Update: On Saturday night, May 16, 2015, we can report that al three Transform Now Plowshares activists are out of jail. 

Michael Walli was released from the McKean Federal Prison in Bradford, PA, and is on his way back to Washington, D.C.
 
Megan Rice walked out of the Metropolitan Detention Center in Brooklyn, NY, into the care of family and friends.
Greg Boertje-Obed is being taken from the from the U.S. Penitentiary at Leavenworth, KS and placed on a bus tonight back home to Duluth, Minnesota, where he will celebrate his 60th birthday Monday with his family. 
Their attorneys worked overtime to secure the release of all three on Saturday.
Transform Now Plougshare Protesters

Attorneys for Sister Megan Rice, Michael Walli and Greg Boertje-Obed plan to seek the protesters’ immediate release from federal prison following last week’s appeals court ruling that overturned their conviction on sabotage charges for the July 28, 2012 break-in at the Y-12 nuclear weapons plant in Oak Ridge.

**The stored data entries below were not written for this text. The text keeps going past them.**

//! Frame classification.
//!
//! A frame is a response when `Response:` appears before any `Event:`, an
//! event when only (or first) `Event:` appears, and malformed when neither
//! marker is present.  The server produces malformed frames when it emits the
//! tail of a list without a fresh header; what happens to them is decided by
//! [`MalformedFramePolicy`].
//!
//! The markers are matched as literal, case-sensitive substrings anywhere in
//! the frame, not only at line starts.

use serde::{Deserialize, Serialize};

const RESPONSE_MARKER: &str = "Response:";
const EVENT_MARKER: &str = "Event:";

/// The kind of a raw frame.
#[derive(Debug, Clone, Copy, PartialEq, Eq)]
pub enum FrameKind {
    Response,
    Event,
    Malformed,
}

/// Classifies one raw frame.
///
/// # Examples
///
/// ```rust
/// use ami_core::protocol::{classify, FrameKind};
///
/// assert_eq!(classify("Response: Success\r\nActionID: 1"), FrameKind::Response);
/// assert_eq!(classify("Event: Hangup\r\nResponse: x"), FrameKind::Event);
/// assert_eq!(classify("Channel: SIP/1"), FrameKind::Malformed);
/// ```
pub fn classify(frame: &str) -> FrameKind {
    match (frame.find(RESPONSE_MARKER), frame.find(EVENT_MARKER)) {
        (Some(response), Some(event)) if response < event => FrameKind::Response,
        (Some(_), None) => FrameKind::Response,
        (_, Some(_)) => FrameKind::Event,
        (None, None) => FrameKind::Malformed,
    }
}

/// What the engine does with a frame classified as [`FrameKind::Malformed`].
#[derive(Debug, Clone, Copy, Default, PartialEq, Eq, Serialize, Deserialize)]
#[serde(rename_all = "snake_case")]
pub enum MalformedFramePolicy {
    /// Log the frame and discard it.
    #[default]
    Drop,
    /// Treat the frame as a child event of the last action sent on this
    /// connection, provided that action still has an open list.  Otherwise
    /// the frame is dropped.
    AttachToLastAction,
}

// ── Tests ─────────────────────────────────────────────────────────────────────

Bill Quigley, a law professor at Loyola University New Orleans and a member of the legal team, said attorneys hope to free the three pending the government’s possible appeal of the ruling by the Sixth U.S. Circuit Court of Appeals or the resentencing hearing that’s tentatively scheduled for July 8 in Knoxville.

Attorneys for the government and the defense participated in a teleconference Monday with U.S. District Judge Amul Thapar, who presided at the trial and sentencing two years ago, about possible dates for resentencing if the case proceeds in that direction.

Rice, Walli and Boertje-Obed have been incarcerated ever since a federal jury found them guilty May 8, 2013, on charges of sabotage and damaging government property. If the appeals court ruling holds, reversing the sabotage conviction, the case will be remanded to Thapar for resentencing on the second charge.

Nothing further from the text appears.